[Stored dataset items]
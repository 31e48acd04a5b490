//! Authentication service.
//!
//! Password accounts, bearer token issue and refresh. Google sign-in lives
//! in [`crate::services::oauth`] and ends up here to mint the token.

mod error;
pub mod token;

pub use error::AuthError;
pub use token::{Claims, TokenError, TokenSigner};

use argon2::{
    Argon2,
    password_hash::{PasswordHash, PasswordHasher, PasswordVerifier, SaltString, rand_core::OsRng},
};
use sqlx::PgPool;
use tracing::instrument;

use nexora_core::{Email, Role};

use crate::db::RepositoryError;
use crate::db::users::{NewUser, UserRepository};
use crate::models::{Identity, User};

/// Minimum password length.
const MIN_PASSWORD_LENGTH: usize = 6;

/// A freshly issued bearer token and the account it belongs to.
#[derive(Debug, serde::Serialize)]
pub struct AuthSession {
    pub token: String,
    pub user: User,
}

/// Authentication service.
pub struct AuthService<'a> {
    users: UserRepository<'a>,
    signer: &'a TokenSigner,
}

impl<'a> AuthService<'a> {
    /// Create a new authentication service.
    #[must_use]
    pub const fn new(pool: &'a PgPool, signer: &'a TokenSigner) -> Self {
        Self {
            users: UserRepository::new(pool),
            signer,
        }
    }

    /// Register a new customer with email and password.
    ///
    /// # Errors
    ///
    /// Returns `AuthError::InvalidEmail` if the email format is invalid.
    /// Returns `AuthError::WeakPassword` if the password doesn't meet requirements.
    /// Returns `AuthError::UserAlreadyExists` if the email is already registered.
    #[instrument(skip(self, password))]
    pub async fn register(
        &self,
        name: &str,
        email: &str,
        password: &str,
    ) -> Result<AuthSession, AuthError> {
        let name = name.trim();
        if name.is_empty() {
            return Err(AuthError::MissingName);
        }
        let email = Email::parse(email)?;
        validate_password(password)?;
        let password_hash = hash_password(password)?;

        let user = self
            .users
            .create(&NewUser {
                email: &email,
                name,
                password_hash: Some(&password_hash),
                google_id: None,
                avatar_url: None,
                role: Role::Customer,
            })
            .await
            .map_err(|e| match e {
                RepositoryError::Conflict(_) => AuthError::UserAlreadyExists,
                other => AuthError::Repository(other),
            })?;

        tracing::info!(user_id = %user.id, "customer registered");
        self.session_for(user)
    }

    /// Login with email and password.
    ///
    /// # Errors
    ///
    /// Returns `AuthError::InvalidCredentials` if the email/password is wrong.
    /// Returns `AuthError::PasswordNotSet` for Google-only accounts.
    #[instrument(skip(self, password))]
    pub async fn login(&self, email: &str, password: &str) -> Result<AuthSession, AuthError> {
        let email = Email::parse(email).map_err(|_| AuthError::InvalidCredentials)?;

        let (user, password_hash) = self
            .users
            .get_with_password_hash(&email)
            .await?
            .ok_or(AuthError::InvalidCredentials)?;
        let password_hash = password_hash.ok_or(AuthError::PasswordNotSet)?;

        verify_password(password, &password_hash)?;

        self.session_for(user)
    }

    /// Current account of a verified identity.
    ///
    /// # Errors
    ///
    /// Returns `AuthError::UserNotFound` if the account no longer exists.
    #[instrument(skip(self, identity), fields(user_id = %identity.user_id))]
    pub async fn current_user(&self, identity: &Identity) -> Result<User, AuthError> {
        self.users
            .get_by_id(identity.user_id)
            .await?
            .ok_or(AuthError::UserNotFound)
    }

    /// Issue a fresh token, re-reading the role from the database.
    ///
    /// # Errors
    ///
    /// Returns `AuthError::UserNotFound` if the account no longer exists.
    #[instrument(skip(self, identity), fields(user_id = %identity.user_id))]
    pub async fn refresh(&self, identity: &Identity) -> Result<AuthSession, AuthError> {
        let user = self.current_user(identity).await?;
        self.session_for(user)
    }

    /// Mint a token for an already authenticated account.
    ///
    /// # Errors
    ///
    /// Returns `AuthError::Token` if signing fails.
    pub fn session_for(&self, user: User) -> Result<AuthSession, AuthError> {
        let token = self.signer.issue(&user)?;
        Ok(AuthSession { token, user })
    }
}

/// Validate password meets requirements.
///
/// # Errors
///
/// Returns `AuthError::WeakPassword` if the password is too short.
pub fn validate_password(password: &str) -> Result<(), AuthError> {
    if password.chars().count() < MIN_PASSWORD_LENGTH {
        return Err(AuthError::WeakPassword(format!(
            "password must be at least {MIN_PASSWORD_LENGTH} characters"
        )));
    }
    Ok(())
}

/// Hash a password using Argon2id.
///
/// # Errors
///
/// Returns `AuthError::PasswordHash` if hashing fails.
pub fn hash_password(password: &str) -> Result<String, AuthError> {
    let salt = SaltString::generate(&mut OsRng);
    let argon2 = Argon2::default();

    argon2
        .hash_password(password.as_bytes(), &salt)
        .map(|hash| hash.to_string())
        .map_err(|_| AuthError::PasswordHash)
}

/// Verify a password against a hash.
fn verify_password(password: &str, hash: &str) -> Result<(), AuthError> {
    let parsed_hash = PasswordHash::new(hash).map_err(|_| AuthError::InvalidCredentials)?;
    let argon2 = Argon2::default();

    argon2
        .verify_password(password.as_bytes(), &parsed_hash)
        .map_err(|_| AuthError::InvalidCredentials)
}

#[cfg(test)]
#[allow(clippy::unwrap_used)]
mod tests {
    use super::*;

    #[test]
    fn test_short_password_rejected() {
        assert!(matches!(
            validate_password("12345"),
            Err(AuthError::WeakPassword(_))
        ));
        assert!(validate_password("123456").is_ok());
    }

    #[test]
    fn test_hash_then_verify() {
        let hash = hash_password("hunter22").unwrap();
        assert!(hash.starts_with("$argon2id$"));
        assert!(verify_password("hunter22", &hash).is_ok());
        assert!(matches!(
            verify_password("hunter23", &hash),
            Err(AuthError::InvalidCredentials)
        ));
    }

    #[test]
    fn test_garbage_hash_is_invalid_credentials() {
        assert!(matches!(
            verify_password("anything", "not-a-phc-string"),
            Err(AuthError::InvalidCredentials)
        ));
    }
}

What is needed: Pull every line containing "NewUser" out of the entries.

Task answer:
use crate::db::users::{NewUser, UserRepository};
            .create(&NewUser {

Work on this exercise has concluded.